First of all, translators set rates differently. Most translators charge by the word, but there are times when translators charge by the hour, or even by the page. The reason that translators charge by word is because the amount of words on a page can vary. It's not fair to translators to get paid by the page because the client could put more words on a single page in order for the cost of the job to be less.
As I mentioned before, one of the hardest things for translators to do is to actually set their English and Spanish translation rates. Well, rates can be decided by a number of factors. One of the factors that decides translation rates is the language pair that you translate in. For example, if you are a translator who translates a unique language, you can command a higher rate than someone who translates in Spanish, since Spanish is a more common language.
Another factor that determines translation rates is the type of material that you will be translating. Typically, more technical material will be able to command a higher translation rate. For example, if you are a medical translator, or an engineering translator who translates scientific or engineering technical papers, you will be able to charge more. On the other hand, documents that are more general in nature will usually only get the basic Spanish translation rate.
Another factor that sometimes plays a role in how much you can charge is the reputation you have as a translator, or how long you've been in the business. Competition is pretty tough these days, partly due to the fact that everyone that speaks more than one language thinks they can be a translator.
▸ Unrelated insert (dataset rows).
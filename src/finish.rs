//! Rounded-corner mask and optional border ring.

use image::{GrayImage, RgbImage, RgbaImage};
use kurbo::Shape;

use crate::foundation::error::{PosterError, PosterResult};
use crate::foundation::pixel::blend_toward_masked;
use crate::options::BorderOptions;

/// Corner radius: 3% of the shorter side, floored.
pub fn corner_radius(width: u32, height: u32) -> u32 {
    (width.min(height) as f32 * 0.03) as u32
}

/// Anti-aliased coverage of a rounded rectangle inset by `inset` on every side.
pub fn rounded_rect_mask(
    width: u32,
    height: u32,
    inset: u32,
    radius: f64,
) -> PosterResult<GrayImage> {
    let (w16, h16) = match (u16::try_from(width), u16::try_from(height)) {
        (Ok(w), Ok(h)) if w > 0 && h > 0 => (w, h),
        _ => {
            return Err(PosterError::render(format!(
                "mask {width}x{height} exceeds rasterizer limits"
            )));
        }
    };
    if 2 * u64::from(inset) >= u64::from(width.min(height)) {
        return Ok(GrayImage::new(width, height));
    }

    let mut ctx = vello_cpu::RenderContext::new(w16, h16);
    ctx.set_transform(vello_cpu::kurbo::Affine::IDENTITY);
    ctx.set_paint(vello_cpu::peniko::Color::from_rgba8(255, 255, 255, 255));

    let i = f64::from(inset);
    let rr = kurbo::RoundedRect::new(i, i, f64::from(width) - i, f64::from(height) - i, radius);
    let mut p = vello_cpu::kurbo::BezPath::new();
    for el in rr.path_elements(0.1) {
        p.push(el);
    }
    ctx.fill_path(&p);

    let mut pixmap = vello_cpu::Pixmap::new(w16, h16);
    ctx.flush();
    ctx.render_to_pixmap(&mut pixmap);

    let alpha = pixmap
        .data_as_u8_slice()
        .chunks_exact(4)
        .map(|px| px[3])
        .collect();
    GrayImage::from_raw(width, height, alpha)
        .ok_or_else(|| PosterError::render("mask buffer size mismatch"))
}

/// Clip the poster to rounded corners, then optionally put it on a border-coloured plate with
/// a ring of `width_px` traced inside the outer edge.
///
/// Without a border the corners are expressed only in alpha; with one the result is opaque.
pub fn finish_corners_and_border(
    img: RgbImage,
    border: &BorderOptions,
) -> PosterResult<RgbaImage> {
    let (w, h) = img.dimensions();
    if w == 0 || h == 0 {
        return Ok(RgbaImage::new(w, h));
    }
    let radius = corner_radius(w, h);
    let outer = rounded_rect_mask(w, h, 0, f64::from(radius))?;
    tracing::debug!(
        radius,
        border = border.enabled,
        border_px = border.width_px,
        "finish corners"
    );

    if !border.enabled {
        return Ok(with_alpha(&img, &outer));
    }

    let mut img = img;
    let outside: Vec<u8> = outer.as_raw().iter().map(|a| 255 - a).collect();
    blend_toward_masked(&mut img, border.color, &outside)?;

    if border.width_px > 0 {
        let inner_radius = radius.saturating_sub(border.width_px).max(1);
        let inner = rounded_rect_mask(w, h, border.width_px, f64::from(inner_radius))?;
        let ring: Vec<u8> = outer
            .as_raw()
            .iter()
            .zip(inner.as_raw())
            .map(|(o, i)| o.saturating_sub(*i))
            .collect();
        blend_toward_masked(&mut img, border.color, &ring)?;
    }

    let opaque = GrayImage::from_pixel(w, h, image::Luma([255]));
    Ok(with_alpha(&img, &opaque))
}

fn with_alpha(img: &RgbImage, alpha: &GrayImage) -> RgbaImage {
    RgbaImage::from_fn(img.width(), img.height(), |x, y| {
        let [r, g, b] = img.get_pixel(x, y).0;
        image::Rgba([r, g, b, alpha.get_pixel(x, y).0[0]])
    })
}

#[cfg(test)]
#[path = "../tests/unit/finish.rs"]
mod tests;
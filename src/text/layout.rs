//! Text preparation, wrapping and block metrics.
//!
//! Everything here is independent of the glyph backend: widths come from a [`TextMeasure`],
//! so wrapping can be driven by real shaping or by a fixed-advance stub.

use crate::options::TextTransform;

/// Fixed horizontal margin on each side of the canvas.
pub const TEXT_MARGIN_PX: u32 = 100;

/// Pixel metrics for a single line of text.
pub trait TextMeasure {
    /// Returns `(advance_width, line_height)` in pixels, letter spacing included.
    fn measure(&mut self, text: &str) -> (f32, f32);

    fn width(&mut self, text: &str) -> f32 {
        self.measure(text).0
    }
}

/// Substitute `{title}`/`{year}` then apply the case transform.
pub fn prepare_text(raw: &str, title: &str, year: &str, transform: TextTransform) -> String {
    let text = raw.replace("{title}", title).replace("{year}", year);
    apply_transform(&text, transform)
}

pub fn apply_transform(text: &str, transform: TextTransform) -> String {
    match transform {
        TextTransform::None => text.to_owned(),
        TextTransform::Uppercase => text.to_uppercase(),
        TextTransform::Lowercase => text.to_lowercase(),
        TextTransform::Capitalize => title_case(text),
    }
}

/// Uppercase the first letter of every run of letters, lowercase the rest.
fn title_case(text: &str) -> String {
    let mut out = String::with_capacity(text.len());
    let mut in_word = false;
    for ch in text.chars() {
        if ch.is_alphabetic() {
            if in_word {
                out.extend(ch.to_lowercase());
            } else {
                out.extend(ch.to_uppercase());
            }
            in_word = true;
        } else {
            out.push(ch);
            in_word = false;
        }
    }
    out
}

/// Wrap one explicit line to `max_width`.
///
/// Greedy over space-separated words. A word that cannot fit on a line of its own is broken
/// character by character, so wrapping always terminates with every multi-character line
/// within `max_width`. An empty line stays one empty line.
pub fn wrap_line(line: &str, max_width: f32, measure: &mut dyn TextMeasure) -> Vec<String> {
    if line.is_empty() {
        return vec![String::new()];
    }
    if measure.width(line) <= max_width {
        return vec![line.to_owned()];
    }

    let mut out = Vec::new();
    let mut current = String::new();
    for word in line.split(' ') {
        let candidate = if current.is_empty() {
            word.to_owned()
        } else {
            format!("{current} {word}")
        };
        if measure.width(&candidate) <= max_width {
            current = candidate;
            continue;
        }

        if !current.is_empty() {
            out.push(std::mem::take(&mut current));
        }
        if measure.width(word) <= max_width {
            current = word.to_owned();
        } else {
            current = break_word(word, max_width, measure, &mut out);
        }
    }
    if !current.is_empty() {
        out.push(current);
    }
    if out.is_empty() {
        out.push(String::new());
    }
    out
}

/// Emit full chunks of `word` into `out` and return the trailing partial chunk.
fn break_word(
    word: &str,
    max_width: f32,
    measure: &mut dyn TextMeasure,
    out: &mut Vec<String>,
) -> String {
    let mut current = String::new();
    for ch in word.chars() {
        current.push(ch);
        if measure.width(&current) > max_width && current.chars().count() > 1 {
            current.pop();
            out.push(std::mem::replace(&mut current, ch.to_string()));
        }
    }
    current
}

/// Split on explicit newlines and wrap each line.
pub fn wrap_text(text: &str, max_width: f32, measure: &mut dyn TextMeasure) -> Vec<String> {
    text.split('\n')
        .flat_map(|line| wrap_line(line.trim_end_matches('\r'), max_width, measure))
        .collect()
}

#[derive(Clone, Debug, PartialEq)]
pub struct TextLine {
    pub text: String,
    pub width: f32,
    pub height: f32,
}

/// Wrapped, measured lines plus the extra gap inserted between consecutive lines.
#[derive(Clone, Debug, PartialEq)]
pub struct TextBlock {
    pub lines: Vec<TextLine>,
    pub gap: f32,
}

impl TextBlock {
    pub fn layout(
        text: &str,
        max_width: f32,
        font_size: f32,
        line_height: f32,
        measure: &mut dyn TextMeasure,
    ) -> Self {
        let lines = wrap_text(text, max_width, measure)
            .into_iter()
            .map(|text| {
                let (width, height) = measure.measure(&text);
                TextLine {
                    text,
                    width,
                    height,
                }
            })
            .collect();
        Self {
            lines,
            gap: (font_size * (line_height - 1.0)).trunc(),
        }
    }

    /// Sum of line heights plus one gap between each pair of lines.
    pub fn height(&self) -> f32 {
        let lines: f32 = self.lines.iter().map(|l| l.height).sum();
        lines + self.gap * self.lines.len().saturating_sub(1) as f32
    }

    pub fn width(&self) -> f32 {
        self.lines.iter().map(|l| l.width).fold(0.0, f32::max)
    }

    /// Top edge of every line when the block is vertically centred on `center_y`.
    pub fn line_tops(&self, center_y: f32) -> Vec<f32> {
        let mut y = (center_y - self.height() / 2.0).trunc();
        self.lines
            .iter()
            .map(|l| {
                let top = y;
                y += l.height + self.gap;
                top
            })
            .collect()
    }
}

#[cfg(test)]
#[path = "../../tests/unit/text/layout.rs"]
mod tests;
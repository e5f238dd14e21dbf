use super::*;

/// Every char advances 10px; lines are 20px tall.
struct Fixed;

impl TextMeasure for Fixed {
    fn measure(&mut self, text: &str) -> (f32, f32) {
        (text.chars().count() as f32 * 10.0, 20.0)
    }
}

#[test]
fn title_placeholder_with_uppercase() {
    let t = prepare_text("{title}", "Dune", "2021", TextTransform::Uppercase);
    assert_eq!(t, "DUNE");
}

#[test]
fn year_placeholder_and_capitalize() {
    let t = prepare_text("{title} ({year})", "the dark KNIGHT", "2008", TextTransform::Capitalize);
    assert_eq!(t, "The Dark Knight (2008)");
}

#[test]
fn lowercase_and_none_transforms() {
    assert_eq!(apply_transform("AbC", TextTransform::Lowercase), "abc");
    assert_eq!(apply_transform("AbC", TextTransform::None), "AbC");
}

#[test]
fn fitting_line_is_one_line() {
    let lines = wrap_line("HELLO WORLD", 200.0, &mut Fixed);
    assert_eq!(lines, vec!["HELLO WORLD".to_owned()]);
}

#[test]
fn spaceless_overwide_string_breaks_by_char() {
    let s = "ABCDEFGHIJKLMNOPQRSTUVWXYZ";
    let lines = wrap_line(s, 75.0, &mut Fixed);
    assert!(lines.len() > 1);
    assert!(lines.iter().all(|l| Fixed.width(l) <= 75.0), "{lines:?}");
    assert_eq!(lines.concat(), s);
    assert_eq!(lines[0], "ABCDEFG");
}

#[test]
fn greedy_word_wrap() {
    let lines = wrap_line("AAA BBB CCC DDD", 75.0, &mut Fixed);
    assert_eq!(lines, vec!["AAA BBB", "CCC DDD"]);
}

#[test]
fn long_word_after_short_word_is_still_broken() {
    let lines = wrap_line("AB CDEFGHIJKL", 50.0, &mut Fixed);
    assert_eq!(lines, vec!["AB", "CDEFG", "HIJKL"]);
}

#[test]
fn explicit_newlines_and_blank_lines() {
    let lines = wrap_text("ONE\n\nTWO", 1000.0, &mut Fixed);
    assert_eq!(lines, vec!["ONE", "", "TWO"]);
}

#[test]
fn block_height_adds_gap_between_lines() {
    let block = TextBlock::layout("A\nB\nC", 1000.0, 100.0, 1.2, &mut Fixed);
    assert_eq!(block.lines.len(), 3);
    assert_eq!(block.gap, 20.0);
    assert_eq!(block.height(), 3.0 * 20.0 + 2.0 * 20.0);
}

#[test]
fn line_tops_center_the_block() {
    let block = TextBlock::layout("A\nB", 1000.0, 100.0, 1.0, &mut Fixed);
    assert_eq!(block.line_tops(100.0), vec![80.0, 100.0]);
}

#[test]
fn block_width_is_widest_line() {
    let block = TextBlock::layout("AB\nABCD", 1000.0, 10.0, 1.0, &mut Fixed);
    assert_eq!(block.width(), 40.0);
}
pub mod color;
pub mod error;
pub mod pixel;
Because of the competition, Spanish translation rates are often driven way down. However, paying the lowest cost doesn't mean the client will get a good translation, so by keeping your translation rates at a fair price for translators and clients, you'll be keeping the industry fair.
Once you understand the factors that go into setting Spanish translation rates, you can go ahead and set rates. One of things that can give you an idea of what kind of rates to set for your translation business is to check out freelance translation websites and see what kind of rates other translators set. One such site is Proz.com. One this site, clients can post their jobs and translators can bid on them. To get you started in setting your Spanish translation rates, I will say that I've seen rates anywhere from .15 to .70 cents a word, so taking the above factors into consideration, you should have enough to decide what rates to set.